Data entries
* * *

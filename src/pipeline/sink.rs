//! # Output Sinks
//!
//! Encoded instances are handed to a sink as complete byte buffers, so a sink
//! never sees a partially encoded instance.

use std::{
    ffi::OsStr,
    fmt,
    io::{self, Write},
    path::{Path, PathBuf},
};

use tempfile::NamedTempFile;

use crate::instances::fio::compressed_uncompressed_write;

/// Destination of encoded instances
pub trait Sink {
    /// Commits one encoded instance. `name` is the instance's name if it has
    /// one, `extension` the writer's file extension. Returns the path of the
    /// written file, if the sink writes files.
    ///
    /// # Errors
    ///
    /// If writing fails
    fn commit(
        &mut self,
        name: Option<&str>,
        extension: &str,
        data: &[u8],
    ) -> io::Result<Option<PathBuf>>;
}

/// Writes all instances one after another to a single stream
pub struct StreamSink<W: Write> {
    out: W,
}

impl StreamSink<io::Stdout> {
    /// A sink writing to standard output
    #[must_use]
    pub fn stdout() -> Self {
        StreamSink { out: io::stdout() }
    }
}

impl<W: Write> StreamSink<W> {
    /// Creates a sink writing to a stream
    pub fn new(out: W) -> Self {
        StreamSink { out }
    }

    /// Gets the underlying stream back
    pub fn into_inner(self) -> W {
        self.out
    }
}

impl<W: Write> Sink for StreamSink<W> {
    fn commit(&mut self, _: Option<&str>, _: &str, data: &[u8]) -> io::Result<Option<PathBuf>> {
        self.out.write_all(data)?;
        self.out.flush()?;
        Ok(None)
    }
}

impl<W: Write> fmt::Debug for StreamSink<W> {
    fn fmt(&self, f: &mut fmt::Formatter<'_>) -> fmt::Result {
        f.debug_struct("StreamSink").finish_non_exhaustive()
    }
}

/// Writes every instance to its own file in a directory. Files are named
/// after the instance, or `instance-<n>` for unnamed instances, and get the
/// writer's extension. A file appears only once it is completely written.
#[derive(Debug)]
pub struct DirSink {
    dir: PathBuf,
    compression: Option<String>,
    n_unnamed: usize,
}

impl DirSink {
    /// Creates a sink writing into an existing directory
    ///
    /// # Errors
    ///
    /// If the path is not a directory
    pub fn new<P: Into<PathBuf>>(dir: P) -> io::Result<Self> {
        let dir = dir.into();
        if !dir.is_dir() {
            return Err(io::Error::new(
                io::ErrorKind::NotFound,
                format!("output directory {} does not exist", dir.display()),
            ));
        }
        Ok(DirSink {
            dir,
            compression: None,
            n_unnamed: 0,
        })
    }

    /// Appends a compression extension, e.g., `gz`, to every file. With
    /// feature `compression` the files are compressed accordingly.
    #[must_use]
    pub fn with_compression<S: Into<String>>(mut self, ext: S) -> Self {
        self.compression = Some(ext.into());
        self
    }

    /// The output directory
    #[must_use]
    pub fn dir(&self) -> &Path {
        &self.dir
    }

    fn file_name(&mut self, name: Option<&str>, extension: &str) -> PathBuf {
        let stem = match name.filter(|n| is_file_stem(n)) {
            Some(name) => name.to_owned(),
            None => {
                self.n_unnamed += 1;
                format!("instance-{}", self.n_unnamed)
            }
        };
        let mut file = format!("{stem}.{extension}");
        if let Some(comp) = &self.compression {
            file.push('.');
            file.push_str(comp);
        }
        self.dir.join(file)
    }
}

/// Whether a name can be used as a file name as is
fn is_file_stem(name: &str) -> bool {
    !name.is_empty()
        && name != "."
        && name != ".."
        && Path::new(name).file_name() == Some(OsStr::new(name))
        && !name.contains(['/', '\\'])
}

impl Sink for DirSink {
    fn commit(
        &mut self,
        name: Option<&str>,
        extension: &str,
        data: &[u8],
    ) -> io::Result<Option<PathBuf>> {
        let path = self.file_name(name, extension);
        let tmp = NamedTempFile::new_in(&self.dir)?;
        {
            let mut writer = compressed_uncompressed_write(&path, tmp.reopen()?);
            writer.write_all(data)?;
            writer.flush()?;
        }
        tmp.persist(&path).map_err(|err| err.error)?;
        Ok(Some(path))
    }
}

#[cfg(test)]
mod tests {
    use std::fs;

    use super::{DirSink, Sink, StreamSink};

    #[test]
    fn stream() {
        let mut sink = StreamSink::new(Vec::new());
        assert_eq!(sink.commit(Some("a"), "csp", b"one\n").unwrap(), None);
        sink.commit(None, "csp", b"two\n").unwrap();
        assert_eq!(sink.into_inner(), b"one\ntwo\n");
    }

    #[test]
    fn directory() {
        let dir = tempfile::tempdir().unwrap();
        let mut sink = DirSink::new(dir.path()).unwrap();
        let named = sink.commit(Some("knap1"), "lp", b"a").unwrap().unwrap();
        assert_eq!(named, dir.path().join("knap1.lp"));
        let unnamed = sink.commit(None, "lp", b"b").unwrap().unwrap();
        assert_eq!(unnamed, dir.path().join("instance-1.lp"));
        let unsafe_name = sink.commit(Some("../x"), "lp", b"c").unwrap().unwrap();
        assert_eq!(unsafe_name, dir.path().join("instance-2.lp"));
        assert_eq!(fs::read(&named).unwrap(), b"a");
        assert_eq!(fs::read(&unnamed).unwrap(), b"b");
        // no temporary files left behind
        assert_eq!(fs::read_dir(dir.path()).unwrap().count(), 3);
    }

    #[test]
    fn missing_directory() {
        let dir = tempfile::tempdir().unwrap();
        assert!(DirSink::new(dir.path().join("nope")).is_err());
    }
}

* * *

▶ [About this exercise] An exact retyping of every line in the records is needed.

▶ [Output below]
filename src/pipeline/sink.rs
//! # Output Sinks
//!
//! Encoded instances are handed to a sink as complete byte buffers, so a sink
//! never sees a partially encoded instance.

use std::{
    ffi::OsStr,
    fmt,
    io::{self, Write},
    path::{Path, PathBuf},
};

use tempfile::NamedTempFile;

use crate::instances::fio::compressed_uncompressed_write;

/// Destination of encoded instances
pub trait Sink {
    /// Commits one encoded instance. `name` is the instance's name if it has
    /// one, `extension` the writer's file extension. Returns the path of the
    /// written file, if the sink writes files.
    ///
    /// # Errors
    ///
    /// If writing fails
    fn commit(
        &mut self,
        name: Option<&str>,
        extension: &str,
        data: &[u8],
    ) -> io::Result<Option<PathBuf>>;
}

/// Writes all instances one after another to a single stream
pub struct StreamSink<W: Write> {
    out: W,
}

impl StreamSink<io::Stdout> {
    /// A sink writing to standard output
    #[must_use]
    pub fn stdout() -> Self {
        StreamSink { out: io::stdout() }
    }
}

impl<W: Write> StreamSink<W> {
    /// Creates a sink writing to a stream
    pub fn new(out: W) -> Self {
        StreamSink { out }
    }

    /// Gets the underlying stream back
    pub fn into_inner(self) -> W {
        self.out
    }
}

impl<W: Write> Sink for StreamSink<W> {
    fn commit(&mut self, _: Option<&str>, _: &str, data: &[u8]) -> io::Result<Option<PathBuf>> {
        self.out.write_all(data)?;
        self.out.flush()?;
        Ok(None)
    }
}

impl<W: Write> fmt::Debug for StreamSink<W> {
    fn fmt(&self, f: &mut fmt::Formatter<'_>) -> fmt::Result {
        f.debug_struct("StreamSink").finish_non_exhaustive()
    }
}

/// Writes every instance to its own file in a directory. Files are named
/// after the instance, or `instance-<n>` for unnamed instances, and get the
/// writer's extension. A file appears only once it is completely written.
#[derive(Debug)]
pub struct DirSink {
    dir: PathBuf,
    compression: Option<String>,
    n_unnamed: usize,
}

impl DirSink {
    /// Creates a sink writing into an existing directory
    ///
    /// # Errors
    ///
    /// If the path is not a directory
    pub fn new<P: Into<PathBuf>>(dir: P) -> io::Result<Self> {
        let dir = dir.into();
        if !dir.is_dir() {
            return Err(io::Error::new(
                io::ErrorKind::NotFound,
                format!("output directory {} does not exist", dir.display()),
            ));
        }
        Ok(DirSink {
            dir,
            compression: None,
            n_unnamed: 0,
        })
    }

    /// Appends a compression extension, e.g., `gz`, to every file. With
    /// feature `compression` the files are compressed accordingly.
    #[must_use]
    pub fn with_compression<S: Into<String>>(mut self, ext: S) -> Self {
        self.compression = Some(ext.into());
        self
    }

    /// The output directory
    #[must_use]
    pub fn dir(&self) -> &Path {
        &self.dir
    }

    fn file_name(&mut self, name: Option<&str>, extension: &str) -> PathBuf {
        let stem = match name.filter(|n| is_file_stem(n)) {
            Some(name) => name.to_owned(),
            None => {
                self.n_unnamed += 1;
                format!("instance-{}", self.n_unnamed)
            }
        };
        let mut file = format!("{stem}.{extension}");
        if let Some(comp) = &self.compression {
            file.push('.');
            file.push_str(comp);
        }
        self.dir.join(file)
    }
}

/// Whether a name can be used as a file name as is
fn is_file_stem(name: &str) -> bool {
    !name.is_empty()
        && name != "."
        && name != ".."
        && Path::new(name).file_name() == Some(OsStr::new(name))
        && !name.contains(['/', '\\'])
}

impl Sink for DirSink {
    fn commit(
        &mut self,
        name: Option<&str>,
        extension: &str,
        data: &[u8],
    ) -> io::Result<Option<PathBuf>> {
        let path = self.file_name(name, extension);
        let tmp = NamedTempFile::new_in(&self.dir)?;
        {
            let mut writer = compressed_uncompressed_write(&path, tmp.reopen()?);
            writer.write_all(data)?;
            writer.flush()?;
        }
        tmp.persist(&path).map_err(|err| err.error)?;
        Ok(Some(path))
    }
}

#[cfg(test)]
mod tests {
    use std::fs;

    use super::{DirSink, Sink, StreamSink};

    #[test]
    fn stream() {
        let mut sink = StreamSink::new(Vec::new());
        assert_eq!(sink.commit(Some("a"), "csp", b"one\n").unwrap(), None);
        sink.commit(None, "csp", b"two\n").unwrap();
        assert_eq!(sink.into_inner(), b"one\ntwo\n");
    }

    #[test]
    fn directory() {
        let dir = tempfile::tempdir().unwrap();
        let mut sink = DirSink::new(dir.path()).unwrap();
        let named = sink.commit(Some("knap1"), "lp", b"a").unwrap().unwrap();
        assert_eq!(named, dir.path().join("knap1.lp"));
        let unnamed = sink.commit(None, "lp", b"b").unwrap().unwrap();
        assert_eq!(unnamed, dir.path().join("instance-1.lp"));
        let unsafe_name = sink.commit(Some("../x"), "lp", b"c").unwrap().unwrap();
        assert_eq!(unsafe_name, dir.path().join("instance-2.lp"));
        assert_eq!(fs::read(&named).unwrap(), b"a");
        assert_eq!(fs::read(&unnamed).unwrap(), b"b");
        // no temporary files left behind
        assert_eq!(fs::read_dir(dir.path()).unwrap().count(), 3);
    }

    #[test]
    fn missing_directory() {
        let dir = tempfile::tempdir().unwrap();
        assert!(DirSink::new(dir.path().join("nope")).is_err());
    }
}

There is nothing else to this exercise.